The Yuppie Flu

My first exposure to Epstein Barr was when my friend’s older sister became very sick. It took a while to find someone who could help her. This was the first time I heard of an integrative doctor. It was 1987, and so many people were ill with this virus, especially professional women with demanding jobs, it was dubbed “the yuppie flu.” It made a brief flash in the news, and then scientists dismissed it as probably psychosomatic and it wasn’t heard of again.

The public may have seen it brushed off, but that didn’t make it go away. I watched my friend’s sister whittle down to emaciation, too tired to leave her bed. A stunning girl who had been life of the party was now in a perpetual bad mood, easily angered. I remember sitting in the back of her BMW, she grumpily driving us license-less kids someplace. She pulled out of the garage, her bony hands turning the wheel. She sighed, her words thick with frustration as she said she felt like “a dirty dish rag.” I was around twelve at the time, imagining what that must feel like. I had experienced fatigue and brain fog since childhood, and mornings were most difficult. But it wasn’t debilitating. Not at that time.
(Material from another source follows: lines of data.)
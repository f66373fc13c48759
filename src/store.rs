// SPDX-License-Identifier: AGPL-3.0-or-later
//
// Copyright (C) 2025 Daniel Negri
//
// This program is free software: you can redistribute it and/or modify
// it under the terms of the GNU Affero General Public License as published by
// the Free Software Foundation, either version 3 of the License, or
// (at your option) any later version.
//
// This program is distributed in the hope that it will be useful,
// but WITHOUT ANY WARRANTY; without even the implied warranty of
// MERCHANTABILITY or FITNESS FOR A PARTICULAR PURPOSE. See the
// GNU Affero General Public License for more details.
//
// You should have received a copy of the GNU Affero General Public License
// along with this program. If not, see <https://www.gnu.org/licenses/>.

//! Durable snapshots.
//!
//! The ledger's durable state is three CSV tables, one per entity:
//! `books.csv`, `borrowers.csv`, and `loans.csv`. Saves go through a
//! temporary file plus rename, so a crashed save leaves the previous
//! table intact rather than a half-written one. Loads rebuild the id
//! counters and the ISBN index, re-check referential integrity, and
//! cross-check every book's availability counter against the loan log;
//! any mismatch fails with [`LedgerError::Storage`].

use crate::catalog::{Book, Catalog};
use crate::directory::{Borrower, BorrowerDirectory};
use crate::error::{LedgerError, LedgerResult};
use crate::ledger::LendingLedger;
use crate::loan::Loan;
use serde::Serialize;
use serde::de::DeserializeOwned;
use std::fs;
use std::path::Path;
use std::sync::Arc;

const BOOKS_FILE: &str = "books.csv";
const BORROWERS_FILE: &str = "borrowers.csv";
const LOANS_FILE: &str = "loans.csv";

/// Writes the ledger's full state to `dir` as three CSV tables.
///
/// Creates `dir` if needed. Each table is written to a `.tmp` sibling
/// and renamed into place once flushed.
///
/// # Errors
///
/// [`LedgerError::Storage`] on any io/csv fault; the previously
/// committed tables are left untouched.
pub fn save_ledger(ledger: &LendingLedger, dir: &Path) -> LedgerResult<()> {
    fs::create_dir_all(dir)?;
    write_table(dir, BOOKS_FILE, &ledger.catalog().list())?;
    write_table(dir, BORROWERS_FILE, &ledger.directory().list())?;
    write_table(dir, LOANS_FILE, &ledger.list_loans())?;
    tracing::debug!(dir = %dir.display(), "ledger snapshot saved");
    Ok(())
}

/// Loads a ledger from the three CSV tables in `dir`.
///
/// # Errors
///
/// [`LedgerError::Storage`] if a table is missing or unreadable, if a
/// loan references a missing book or borrower, if ids or ISBNs
/// collide, or if any book's availability counter disagrees with its
/// active-loan count.
pub fn load_ledger(dir: &Path) -> LedgerResult<LendingLedger> {
    let catalog = Arc::new(Catalog::new());
    for book in read_table::<Book>(&dir.join(BOOKS_FILE))? {
        catalog.restore_book(book)?;
    }

    let directory = Arc::new(BorrowerDirectory::new());
    for borrower in read_table::<Borrower>(&dir.join(BORROWERS_FILE))? {
        directory.restore_borrower(borrower)?;
    }

    let ledger = LendingLedger::new(catalog, directory);
    for loan in read_table::<Loan>(&dir.join(LOANS_FILE))? {
        ledger.restore_loan(loan)?;
    }

    // A snapshot where the stored counters and the loan log disagree is
    // corrupt; refuse it rather than run with a broken invariant.
    for book in ledger.catalog().list() {
        ledger.verify_book(book.id)?;
    }

    tracing::debug!(dir = %dir.display(), books = ledger.catalog().len(), loans = ledger.loan_count(), "ledger snapshot loaded");
    Ok(ledger)
}

/// True if `dir` holds a previously saved snapshot.
pub fn snapshot_exists(dir: &Path) -> bool {
    dir.join(BOOKS_FILE).is_file()
}

fn write_table<T: Serialize>(dir: &Path, name: &str, rows: &[T]) -> LedgerResult<()> {
    let tmp = dir.join(format!("{name}.tmp"));
    let mut writer = csv::Writer::from_path(&tmp)?;
    for row in rows {
        writer.serialize(row)?;
    }
    writer.flush()?;
    drop(writer);
    fs::rename(&tmp, dir.join(name))?;
    Ok(())
}

fn read_table<T: DeserializeOwned>(path: &Path) -> LedgerResult<Vec<T>> {
    let mut reader = csv::Reader::from_path(path)
        .map_err(|e| LedgerError::Storage(format!("{}: {e}", path.display())))?;
    let mut rows = Vec::new();
    for result in reader.deserialize::<T>() {
        rows.push(result?);
    }
    Ok(rows)
}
I asked my friend what was her sister doing to get better? Taking Centrum vitamins, she said. And she was on a special diet and medications treating a Candida infection, too. She received intravenous vitamin treatments. I don’t remember what else. What I do remember is that she got better. She was cured. She went on to marry her college sweetheart, birth three sons, and had enough energy to be a very involved, hands-on, fun, stay-at-home mother. The kind who volunteers to dress up in silly rental costumes for special events at her kid’s school. Her angry self had disappeared with the virus. She was now all smiles, a vibrant, sunny wife and mother who clearly enjoyed life.

Fifteen years later, I was a young professional with a demanding work schedule, and the annoying fatigue that plagued me throughout college was no longer alleviated with caffeine. I suspected I had the Epstein Barr Virus and it was responsible for the exhausting chronic flu that was wiping me out. My career was slowly slipping through my fingers as I was increasingly finding it difficult to get to work, and do my job. When I asked my primary care doctor to test me for the virus, he shrugged as if it was inconsequential, but agreed so I’d stop pestering him. His reaction shocked me more than the results.